Monument Valley and a desert storm

very windy road along a cliff face

If Harley riders can do it…

Monumnet Valley

Monument Valley

delicate arch in arches national park

Delicate Arch, Arches National Park

11 August – Day 20

Moab, Utah to Monument Valley, Utah/Arizona
Distance: 240kms

We started the day with an early morning ride back into Arches National Park to see the delicate arch. It was in a part of the park we’d missed over the past couple of days; and we’d heard great things about it. It was impressive – although I don’t think it was necessarily the most impressive thing in the park. It’s the whole national park that’s just so special, so amazing. If you’re ever in the area, I really recommend a visit. The system in many of the national parks over here seems to be that your entry fee is valid for 7 days, which means you have lots of time to go in and out and explore the park.

From Arches, we headed to Monument Valley via a back road that some Harley riders had told Adrian about. Gravel, multiple severe hairpoint turns, very rapid descent…

I wasn’t sure about revisiting gravel roads, but as Adrian said, if Harley riders can do it, well – so can we! I’m glad we did… it was amazing! Up there with the Beartooth Highway and several other bendy roads we’ve been on. The pictures don’t do it justice really… the turns were literally on a hairpin, on a cliff edge, next to a 300m drop, with no safety barrier. Now it was my turn for white knuckles – and Adrian couldn’t  wipe the smile off his face!

And then we got to Monument Valley.
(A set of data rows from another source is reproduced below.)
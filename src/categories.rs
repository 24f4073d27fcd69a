// Copyright (c) AlphaVelocity.
// All rights reserved.
//
// This source code is licensed under the license found in the
// LICENSE file in the root directory of this source tree.

use tracing::{info, warn};

use crate::error::{ValidationError, ValidationResult};
use crate::ledger::TransactionStore;

/// Fallback category. Always present, never removable.
pub const OTHER: &str = "Other";

pub const DEFAULT_CATEGORIES: [&str; 10] = [
    "Food",
    "Salary",
    "Transport",
    "Shopping",
    "Utilities",
    "Entertainment",
    "Health",
    "Freelance",
    "Investment",
    OTHER,
];

/// Sorted set of category names. Renames and deletes cascade into the
/// [`TransactionStore`] so no transaction is ever left pointing at a missing name.
#[derive(Debug, Clone, PartialEq, Eq)]
pub struct CategoryRegistry {
    names: Vec<String>,
}

impl Default for CategoryRegistry {
    fn default() -> Self {
        Self::from_names(DEFAULT_CATEGORIES.iter().map(|c| c.to_string()))
    }
}

impl CategoryRegistry {
    /// Trims, drops blanks and duplicates, sorts, and guarantees `Other`.
    pub fn from_names<I: IntoIterator<Item = String>>(names: I) -> Self {
        let mut out: Vec<String> = names
            .into_iter()
            .map(|n| n.trim().to_string())
            .filter(|n| !n.is_empty())
            .collect();
        out.push(OTHER.to_string());
        out.sort();
        out.dedup();
        Self { names: out }
    }

    pub fn names(&self) -> &[String] {
        &self.names
    }

    pub fn contains(&self, name: &str) -> bool {
        self.names.iter().any(|n| n == name)
    }

    pub fn len(&self) -> usize {
        self.names.len()
    }

    pub fn is_empty(&self) -> bool {
        self.names.is_empty()
    }

    /// Adds a name (exact, case-sensitive duplicate check) and returns the stored form.
    pub fn add(&mut self, name: &str) -> ValidationResult<String> {
        let trimmed = name.trim();
        if trimmed.is_empty() {
            return Err(ValidationError::EmptyCategoryName);
        }
        if self.contains(trimmed) {
            return Err(ValidationError::DuplicateCategory(trimmed.to_string()));
        }
        self.names.push(trimmed.to_string());
        self.names.sort();
        info!(category = trimmed, "category added");
        Ok(trimmed.to_string())
    }

    /// Renames `old` and moves every transaction in it to the new name.
    /// Validation happens before anything changes. [`OTHER`] keeps its name.
    pub fn rename(
        &mut self,
        old: &str,
        new: &str,
        store: &mut TransactionStore,
    ) -> ValidationResult<String> {
        if old == OTHER {
            warn!("refused to rename the '{}' category", OTHER);
            return Err(ValidationError::ProtectedCategory(OTHER.to_string()));
        }
        let trimmed = new.trim();
        if trimmed.is_empty() {
            return Err(ValidationError::EmptyCategoryName);
        }
        if trimmed == old {
            return Err(ValidationError::UnchangedCategoryName(old.to_string()));
        }
        if self.contains(trimmed) {
            return Err(ValidationError::DuplicateCategory(trimmed.to_string()));
        }
        let Some(pos) = self.names.iter().position(|n| n == old) else {
            return Err(ValidationError::UnknownCategory(old.to_string()));
        };

        self.names[pos] = trimmed.to_string();
        self.names.sort();
        let moved = store.rename_category(old, trimmed);
        info!(from = old, to = trimmed, moved, "category renamed");
        Ok(trimmed.to_string())
    }

    /// Removes `name` and reassigns its transactions to [`OTHER`].
    pub fn delete(&mut self, name: &str, store: &mut TransactionStore) -> ValidationResult<usize> {
        if name == OTHER {
            warn!("refused to delete the '{}' category", OTHER);
            return Err(ValidationError::ProtectedCategory(OTHER.to_string()));
        }
        let Some(pos) = self.names.iter().position(|n| n == name) else {
            return Err(ValidationError::UnknownCategory(name.to_string()));
        };

        self.names.remove(pos);
        let moved = store.reassign_category(name, OTHER);
        info!(category = name, moved, "category deleted");
        Ok(moved)
    }
}
// Copyright (c) 2025 Soumyadip Sarkar.
// All rights reserved.
//
// This source code is licensed under the license found in the
// LICENSE file in the root directory of this source tree.

use crate::categories::OTHER;
use crate::models::{
    BudgetScope, FilterType, NewTransaction, Recurrence, Transaction, TransactionPatch,
    TransactionType,
};
use crate::session::Session;
use crate::utils::{fmt_inr, maybe_print_json, parse_bool, parse_date, parse_decimal, pretty_table};
use crate::views::TransactionFilter;
use anyhow::Result;
use chrono::NaiveDate;
use rust_decimal::Decimal;
use serde::Serialize;

pub fn handle(session: &mut Session, m: &clap::ArgMatches, today: NaiveDate) -> Result<()> {
    match m.subcommand() {
        Some(("add", sub)) => add(session, sub, today)?,
        Some(("edit", sub)) => edit(session, sub)?,
        Some(("rm", sub)) => rm(session, sub)?,
        Some(("list", sub)) => list(session, sub)?,
        _ => {}
    }
    Ok(())
}

fn add(session: &mut Session, sub: &clap::ArgMatches, today: NaiveDate) -> Result<()> {
    let title = sub.get_one::<String>("title").unwrap();
    let amount = parse_decimal(sub.get_one::<String>("amount").unwrap())?;
    let kind = match sub.get_one::<String>("type") {
        Some(s) => s.parse::<TransactionType>()?,
        None => TransactionType::Expense,
    };
    let category = sub
        .get_one::<String>("category")
        .map(|s| s.to_string())
        .unwrap_or_else(|| OTHER.to_string());
    let date = match sub.get_one::<String>("date") {
        Some(s) => parse_date(s)?,
        None => today,
    };

    let mut new = NewTransaction::new(title.as_str(), amount, category, kind, date);
    if let Some(d) = sub.get_one::<String>("description") {
        new = new.with_description(d.as_str());
    }
    if let Some(s) = sub.get_one::<String>("scope") {
        new = new.with_scope(s.parse::<BudgetScope>()?);
    }
    if sub.get_flag("recurring") {
        new = new.recurring(Recurrence::Monthly);
    }

    let id = if sub.get_flag("new-category") {
        session.add_transaction_creating_category(new)?
    } else {
        session.add_transaction(new)?
    };
    if let Some(t) = session.transaction(&id) {
        println!(
            "Recorded {} of {} '{}' on {} ({}) [{}]",
            t.r#type,
            fmt_inr(&t.amount),
            t.title,
            t.date,
            t.category,
            t.id
        );
    }
    Ok(())
}

fn edit(session: &mut Session, sub: &clap::ArgMatches) -> Result<()> {
    let id = sub.get_one::<String>("id").unwrap().trim();
    let patch = patch_from_args(sub)?;
    if patch.is_empty() {
        println!("Nothing to change for {}", id);
        return Ok(());
    }
    if session.update_transaction(id, patch)? {
        println!("Updated transaction {}", id);
    } else {
        println!("No transaction with id {}", id);
    }
    Ok(())
}

pub fn patch_from_args(sub: &clap::ArgMatches) -> Result<TransactionPatch> {
    Ok(TransactionPatch {
        title: sub.get_one::<String>("title").cloned(),
        amount: sub
            .get_one::<String>("amount")
            .map(|s| parse_decimal(s))
            .transpose()?,
        category: sub.get_one::<String>("category").cloned(),
        r#type: sub
            .get_one::<String>("type")
            .map(|s| s.parse::<TransactionType>())
            .transpose()?,
        date: sub
            .get_one::<String>("date")
            .map(|s| parse_date(s))
            .transpose()?,
        description: sub
            .get_one::<String>("description")
            .map(|s| Some(s.to_string()).filter(|d| !d.trim().is_empty())),
        is_recurring: sub
            .get_one::<String>("recurring")
            .map(|s| parse_bool(s))
            .transpose()?,
        recurrence: None,
        budget_scope: sub
            .get_one::<String>("scope")
            .map(|s| s.parse::<BudgetScope>())
            .transpose()?,
    })
}

fn rm(session: &mut Session, sub: &clap::ArgMatches) -> Result<()> {
    let id = sub.get_one::<String>("id").unwrap().trim();
    if session.remove_transaction(id) {
        println!("Removed transaction {}", id);
    } else {
        println!("No transaction with id {}", id);
    }
    Ok(())
}

fn list(session: &Session, sub: &clap::ArgMatches) -> Result<()> {
    let json_flag = sub.get_flag("json");
    let jsonl_flag = sub.get_flag("jsonl");
    let data = query_rows(session, sub)?;
    if !maybe_print_json(json_flag, jsonl_flag, &data)? {
        let rows: Vec<Vec<String>> = data
            .iter()
            .map(|r| {
                vec![
                    r.date.clone(),
                    r.title.clone(),
                    r.r#type.clone(),
                    r.category.clone(),
                    fmt_signed(r.kind, &r.value),
                    r.budget_scope.clone(),
                    r.description.clone(),
                    r.id.clone(),
                ]
            })
            .collect();
        println!(
            "{}",
            pretty_table(
                &["Date", "Title", "Type", "Category", "Amount", "Budget", "Description", "Id"],
                rows,
            )
        );
    }
    Ok(())
}

/// Rupee amount with `+` for income and `-` for expenses.
pub fn fmt_signed(kind: TransactionType, amount: &Decimal) -> String {
    match kind {
        TransactionType::Income => format!("+{}", fmt_inr(amount)),
        TransactionType::Expense => format!("-{}", fmt_inr(amount)),
    }
}

#[derive(Serialize)]
pub struct TransactionRow {
    pub id: String,
    pub date: String,
    pub title: String,
    pub r#type: String,
    pub category: String,
    pub amount: String,
    pub budget_scope: String,
    pub description: String,
    #[serde(skip)]
    pub kind: TransactionType,
    #[serde(skip)]
    pub value: Decimal,
}

impl From<&Transaction> for TransactionRow {
    fn from(t: &Transaction) -> Self {
        Self {
            id: t.id.clone(),
            date: t.date.to_string(),
            title: t.title.clone(),
            r#type: t.r#type.to_string(),
            category: t.category.clone(),
            amount: format!("{:.2}", t.amount),
            budget_scope: t.budget_scope.to_string(),
            description: t.description.clone().unwrap_or_default(),
            kind: t.r#type,
            value: t.amount,
        }
    }
}

/// The filtered, newest-first list the `list` subcommand prints.
pub fn query_rows(session: &Session, sub: &clap::ArgMatches) -> Result<Vec<TransactionRow>> {
    let kind = sub
        .get_one::<String>("type")
        .map(|s| s.parse::<FilterType>())
        .transpose()?
        .unwrap_or_default();
    let search = sub
        .get_one::<String>("search")
        .cloned()
        .unwrap_or_default();
    let filter = TransactionFilter::new(kind, search);

    let mut data: Vec<TransactionRow> = session
        .filtered(&filter)
        .into_iter()
        .map(TransactionRow::from)
        .collect();
    if let Some(limit) = sub.get_one::<usize>("limit") {
        data.truncate(*limit);
    }
    Ok(data)
}
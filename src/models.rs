// Copyright (c) 2025 Soumyadip Sarkar.
// All rights reserved.
//
// This source code is licensed under the license found in the
// LICENSE file in the root directory of this source tree.

use std::fmt;
use std::str::FromStr;

use chrono::NaiveDate;
use rust_decimal::Decimal;
use serde::{Deserialize, Serialize};

#[derive(Debug, Clone, Copy, PartialEq, Eq, Hash, Serialize, Deserialize)]
#[serde(rename_all = "lowercase")]
pub enum TransactionType {
    Income,
    Expense,
}

impl TransactionType {
    pub fn as_str(&self) -> &'static str {
        match self {
            Self::Income => "income",
            Self::Expense => "expense",
        }
    }
}

impl fmt::Display for TransactionType {
    fn fmt(&self, f: &mut fmt::Formatter<'_>) -> fmt::Result {
        f.write_str(self.as_str())
    }
}

impl FromStr for TransactionType {
    type Err = anyhow::Error;

    fn from_str(s: &str) -> Result<Self, Self::Err> {
        match s.trim().to_ascii_lowercase().as_str() {
            "income" => Ok(Self::Income),
            "expense" => Ok(Self::Expense),
            other => Err(anyhow::anyhow!(
                "Invalid transaction type '{}', expected income|expense",
                other
            )),
        }
    }
}

/// Which period totals an expense counts toward. Income ignores it.
#[derive(Debug, Clone, Copy, PartialEq, Eq, Hash, Default, Serialize, Deserialize)]
#[serde(rename_all = "lowercase")]
pub enum BudgetScope {
    #[default]
    All,
    Monthly,
    Weekly,
    None,
}

impl BudgetScope {
    pub fn counts_toward_month(&self) -> bool {
        match self {
            Self::All | Self::Monthly => true,
            Self::Weekly | Self::None => false,
        }
    }

    pub fn counts_toward_week(&self) -> bool {
        match self {
            Self::All | Self::Weekly => true,
            Self::Monthly | Self::None => false,
        }
    }

    pub fn as_str(&self) -> &'static str {
        match self {
            Self::All => "all",
            Self::Monthly => "monthly",
            Self::Weekly => "weekly",
            Self::None => "none",
        }
    }
}

impl fmt::Display for BudgetScope {
    fn fmt(&self, f: &mut fmt::Formatter<'_>) -> fmt::Result {
        f.write_str(self.as_str())
    }
}

impl FromStr for BudgetScope {
    type Err = anyhow::Error;

    fn from_str(s: &str) -> Result<Self, Self::Err> {
        match s.trim().to_ascii_lowercase().as_str() {
            "all" => Ok(Self::All),
            "monthly" => Ok(Self::Monthly),
            "weekly" => Ok(Self::Weekly),
            "none" => Ok(Self::None),
            other => Err(anyhow::anyhow!(
                "Invalid budget scope '{}', expected all|monthly|weekly|none",
                other
            )),
        }
    }
}

/// Cadence tag for recurring items. Informational only: no occurrences are generated.
#[derive(Debug, Clone, Copy, PartialEq, Eq, Hash, Default, Serialize, Deserialize)]
#[serde(rename_all = "lowercase")]
pub enum Recurrence {
    #[default]
    Monthly,
}

impl Recurrence {
    pub fn as_str(&self) -> &'static str {
        match self {
            Self::Monthly => "monthly",
        }
    }
}

impl FromStr for Recurrence {
    type Err = anyhow::Error;

    fn from_str(s: &str) -> Result<Self, Self::Err> {
        match s.trim().to_ascii_lowercase().as_str() {
            "monthly" => Ok(Self::Monthly),
            other => Err(anyhow::anyhow!(
                "Invalid recurrence '{}', expected monthly",
                other
            )),
        }
    }
}

#[derive(Debug, Clone, PartialEq, Serialize, Deserialize)]
#[serde(rename_all = "camelCase")]
pub struct Transaction {
    pub id: String,
    pub title: String,
    pub amount: Decimal,
    pub category: String,
    pub r#type: TransactionType,
    pub date: NaiveDate,
    #[serde(default, skip_serializing_if = "Option::is_none")]
    pub description: Option<String>,
    #[serde(default)]
    pub is_recurring: bool,
    #[serde(default)]
    pub recurrence: Recurrence,
    #[serde(default)]
    pub budget_scope: BudgetScope,
}

impl Transaction {
    pub fn is_expense(&self) -> bool {
        self.r#type == TransactionType::Expense
    }

    pub fn is_income(&self) -> bool {
        self.r#type == TransactionType::Income
    }
}

/// A transaction as entered, before the store has given it an id.
#[derive(Debug, Clone, PartialEq)]
pub struct NewTransaction {
    pub id: Option<String>,
    pub title: String,
    pub amount: Decimal,
    pub category: String,
    pub r#type: TransactionType,
    pub date: NaiveDate,
    pub description: Option<String>,
    pub is_recurring: bool,
    pub recurrence: Recurrence,
    pub budget_scope: BudgetScope,
}

impl NewTransaction {
    pub fn new(
        title: impl Into<String>,
        amount: Decimal,
        category: impl Into<String>,
        r#type: TransactionType,
        date: NaiveDate,
    ) -> Self {
        Self {
            id: None,
            title: title.into(),
            amount,
            category: category.into(),
            r#type,
            date,
            description: None,
            is_recurring: false,
            recurrence: Recurrence::Monthly,
            budget_scope: BudgetScope::All,
        }
    }

    pub fn with_id(mut self, id: impl Into<String>) -> Self {
        self.id = Some(id.into());
        self
    }

    pub fn with_description(mut self, description: impl Into<String>) -> Self {
        self.description = Some(description.into());
        self
    }

    pub fn recurring(mut self, recurrence: Recurrence) -> Self {
        self.is_recurring = true;
        self.recurrence = recurrence;
        self
    }

    pub fn with_scope(mut self, scope: BudgetScope) -> Self {
        self.budget_scope = scope;
        self
    }

    pub(crate) fn into_transaction(self, id: String) -> Transaction {
        Transaction {
            id,
            title: self.title,
            amount: self.amount,
            category: self.category,
            r#type: self.r#type,
            date: self.date,
            description: self.description,
            is_recurring: self.is_recurring,
            recurrence: self.recurrence,
            budget_scope: self.budget_scope,
        }
    }
}

/// Field-wise edit of an existing transaction. `None` leaves a field untouched;
/// `description: Some(None)` clears it.
#[derive(Debug, Clone, Default, PartialEq)]
pub struct TransactionPatch {
    pub title: Option<String>,
    pub amount: Option<Decimal>,
    pub category: Option<String>,
    pub r#type: Option<TransactionType>,
    pub date: Option<NaiveDate>,
    pub description: Option<Option<String>>,
    pub is_recurring: Option<bool>,
    pub recurrence: Option<Recurrence>,
    pub budget_scope: Option<BudgetScope>,
}

impl TransactionPatch {
    pub fn is_empty(&self) -> bool {
        *self == Self::default()
    }

    pub(crate) fn apply(self, t: &mut Transaction) {
        if let Some(title) = self.title {
            t.title = title;
        }
        if let Some(amount) = self.amount {
            t.amount = amount;
        }
        if let Some(category) = self.category {
            t.category = category;
        }
        if let Some(kind) = self.r#type {
            t.r#type = kind;
        }
        if let Some(date) = self.date {
            t.date = date;
        }
        if let Some(description) = self.description {
            t.description = description;
        }
        if let Some(flag) = self.is_recurring {
            t.is_recurring = flag;
        }
        if let Some(recurrence) = self.recurrence {
            t.recurrence = recurrence;
        }
        if let Some(scope) = self.budget_scope {
            t.budget_scope = scope;
        }
    }
}

/// Type filter used by the transaction list.
#[derive(Debug, Clone, Copy, PartialEq, Eq, Default, Serialize, Deserialize)]
#[serde(rename_all = "lowercase")]
pub enum FilterType {
    #[default]
    All,
    Income,
    Expense,
}

impl FilterType {
    pub fn matches(&self, kind: TransactionType) -> bool {
        match self {
            Self::All => true,
            Self::Income => kind == TransactionType::Income,
            Self::Expense => kind == TransactionType::Expense,
        }
    }
}

impl FromStr for FilterType {
    type Err = anyhow::Error;

    fn from_str(s: &str) -> Result<Self, Self::Err> {
        match s.trim().to_ascii_lowercase().as_str() {
            "all" => Ok(Self::All),
            "income" => Ok(Self::Income),
            "expense" => Ok(Self::Expense),
            other => Err(anyhow::anyhow!(
                "Invalid filter '{}', expected all|income|expense",
                other
            )),
        }
    }
}

#[derive(Debug, Clone, Copy, PartialEq, Eq, Serialize, Deserialize)]
#[serde(rename_all = "lowercase")]
pub enum BudgetPeriod {
    Weekly,
    Monthly,
}

impl FromStr for BudgetPeriod {
    type Err = anyhow::Error;

    fn from_str(s: &str) -> Result<Self, Self::Err> {
        match s.trim().to_ascii_lowercase().as_str() {
            "weekly" => Ok(Self::Weekly),
            "monthly" => Ok(Self::Monthly),
            other => Err(anyhow::anyhow!(
                "Invalid budget period '{}', expected weekly|monthly",
                other
            )),
        }
    }
}

pub const DEFAULT_MONTHLY_BUDGET: i64 = 50_000;
pub const DEFAULT_WEEKLY_BUDGET: i64 = 10_000;
pub const DEFAULT_SYNC_INTERVAL_MINUTES: u32 = 5;
/// Largest amount a single transaction may carry (one lakh crore rupees).
pub const MAX_AMOUNT: i64 = 1_000_000_000_000;

#[derive(Debug, Clone, Copy, PartialEq, Eq, Serialize, Deserialize)]
pub struct Budgets {
    pub monthly: Decimal,
    pub weekly: Decimal,
}

impl Default for Budgets {
    fn default() -> Self {
        Self {
            monthly: Decimal::from(DEFAULT_MONTHLY_BUDGET),
            weekly: Decimal::from(DEFAULT_WEEKLY_BUDGET),
        }
    }
}

/// Full persisted state, in the shape handed to the persistence port.
#[derive(Debug, Clone, PartialEq, Serialize, Deserialize)]
#[serde(rename_all = "camelCase")]
pub struct Snapshot {
    pub transactions: Vec<Transaction>,
    pub categories: Vec<String>,
    pub monthly_budget: Decimal,
    pub weekly_budget: Decimal,
    pub sync_interval_minutes: u32,
}

impl Default for Snapshot {
    fn default() -> Self {
        let budgets = Budgets::default();
        Self {
            transactions: Vec::new(),
            categories: crate::categories::DEFAULT_CATEGORIES
                .iter()
                .map(|c| c.to_string())
                .collect(),
            monthly_budget: budgets.monthly,
            weekly_budget: budgets.weekly,
            sync_interval_minutes: DEFAULT_SYNC_INTERVAL_MINUTES,
        }
    }
}

impl Snapshot {
    /// Default seed plus a month of sample activity (October 2023).
    pub fn demo() -> Self {
        let d = |day: u32| NaiveDate::from_ymd_opt(2023, 10, day).unwrap_or_default();
        let rows: [(&str, &str, i64, &str, TransactionType, u32, Option<&str>); 9] = [
            ("1", "Monthly Salary", 5000, "Salary", TransactionType::Income, 1, Some("October salary")),
            ("2", "Grocery Shopping", 150, "Food", TransactionType::Expense, 5, Some("Weekly groceries")),
            ("3", "Train Ticket", 45, "Transport", TransactionType::Expense, 6, None),
            ("4", "Freelance Project", 750, "Freelance", TransactionType::Income, 10, None),
            ("5", "Electricity Bill", 80, "Utilities", TransactionType::Expense, 12, None),
            ("6", "Movie Night", 35, "Entertainment", TransactionType::Expense, 15, None),
            ("7", "New Shoes", 120, "Shopping", TransactionType::Expense, 20, None),
            ("8", "Stock Dividend", 200, "Investment", TransactionType::Income, 22, None),
            ("9", "Pharmacy", 25, "Health", TransactionType::Expense, 25, None),
        ];
        let transactions = rows
            .into_iter()
            .map(|(id, title, amount, category, kind, day, description)| Transaction {
                id: id.to_string(),
                title: title.to_string(),
                amount: Decimal::from(amount),
                category: category.to_string(),
                r#type: kind,
                date: d(day),
                description: description.map(str::to_string),
                is_recurring: false,
                recurrence: Recurrence::Monthly,
                budget_scope: BudgetScope::All,
            })
            .collect();
        Self {
            transactions,
            ..Self::default()
        }
    }
}
// Copyright (c) 2025 Soumyadip Sarkar.
// All rights reserved.
//
// This source code is licensed under the license found in the
// LICENSE file in the root directory of this source tree.

use chrono::NaiveDate;
use rust_decimal::Decimal;
use smartspend::models::{FilterType, Recurrence, Transaction, TransactionType};
use smartspend::views::{filtered, recurring, TransactionFilter};

fn tx(id: &str, title: &str, kind: TransactionType, day: u32, rec: bool) -> Transaction {
    Transaction {
        id: id.into(),
        title: title.into(),
        amount: Decimal::from(10),
        category: "Other".into(),
        r#type: kind,
        date: NaiveDate::from_ymd_opt(2023, 10, day).unwrap(),
        description: None,
        is_recurring: rec,
        recurrence: Recurrence::Monthly,
        budget_scope: Default::default(),
    }
}

fn sample() -> Vec<Transaction> {
    vec![
        tx("1", "Monthly Salary", TransactionType::Income, 1, false),
        tx("2", "Grocery Shopping", TransactionType::Expense, 5, false),
        tx("3", "Rent", TransactionType::Expense, 3, true),
        tx("4", "Shoe shopping", TransactionType::Expense, 5, false),
        tx("5", "Dividend", TransactionType::Income, 22, false),
    ]
}

fn ids(list: &[&Transaction]) -> Vec<String> {
    list.iter().map(|t| t.id.clone()).collect()
}

#[test]
fn newest_first_with_stable_ties() {
    let data = sample();
    let out = filtered(&data, &TransactionFilter::default());
    assert_eq!(ids(&out), ["5", "2", "4", "1"]);
}

#[test]
fn search_is_case_insensitive_on_title() {
    let data = sample();
    let out = filtered(&data, &TransactionFilter::new(FilterType::All, "SHOPPING"));
    assert_eq!(ids(&out), ["2", "4"]);
}

#[test]
fn type_and_search_filters_commute() {
    let data = sample();
    let both = filtered(&data, &TransactionFilter::new(FilterType::Expense, "shop"));

    let by_type = filtered(&data, &TransactionFilter::new(FilterType::Expense, ""));
    let then_search: Vec<_> = by_type
        .into_iter()
        .filter(|t| t.title.to_lowercase().contains("shop"))
        .collect();
    let by_search = filtered(&data, &TransactionFilter::new(FilterType::All, "shop"));
    let then_type: Vec<_> = by_search.into_iter().filter(|t| t.is_expense()).collect();

    assert_eq!(ids(&both), ids(&then_search));
    assert_eq!(ids(&both), ids(&then_type));
}

#[test]
fn recurring_and_filtered_partition_the_list() {
    let data = sample();
    let main = filtered(&data, &TransactionFilter::default());
    let rec = recurring(&data);
    assert_eq!(ids(&rec), ["3"]);
    assert_eq!(main.len() + rec.len(), data.len());
    assert!(main.iter().all(|t| !rec.iter().any(|r| r.id == t.id)));
}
Approaching it as we did, I felt a little bit like someone stumbling across an ancient civilisation. The stones rose up from the earth in a seemingly random yet structured pattern, and looked as if they could or would be home to an ancient people – in caves, temples, cliff homes.

clothes  and a tent floor covered in red dust

Inside our tent after a desert dust storm!

We camped again tonight and it was… interesting.  A few days ago, I talked about how I scooped up a handful of Moab desert sand and let it run through my fingers – just to feel it. Tonight, obviously, the desert wanted to get a feel of me.. We experienced our first desert dust storm – wow! We had just finished setting up the tent and I was sitting inside when Adrian called me out to look at the horizon. It was strange – the horizon was starting to blur. It was as if it had been drawn in graphite pencil, and someone had gently smudged it with a rubber. And then the smudge got bigger. And bigger. And closer! All of a sudden, we – and the campers gawking at the impending dust storm around us – realised that we had about 5 seconds before we’d be hit. So everyone hightailed it into their tents to batten down the hatches… to no avail! The wind was filling my ears with sound, as if I had two giant conch shells glued to my ears and all I could hear was the rushing of the sea in the shells. Inside the tent, it was raining red dust. Literally. Although all zippers etc were firmly closed, the dust was so fine that it was just pouring through the mesh of our tent, coating us – and everything inside – in a film of desert sand. A desert storm – it was incredible!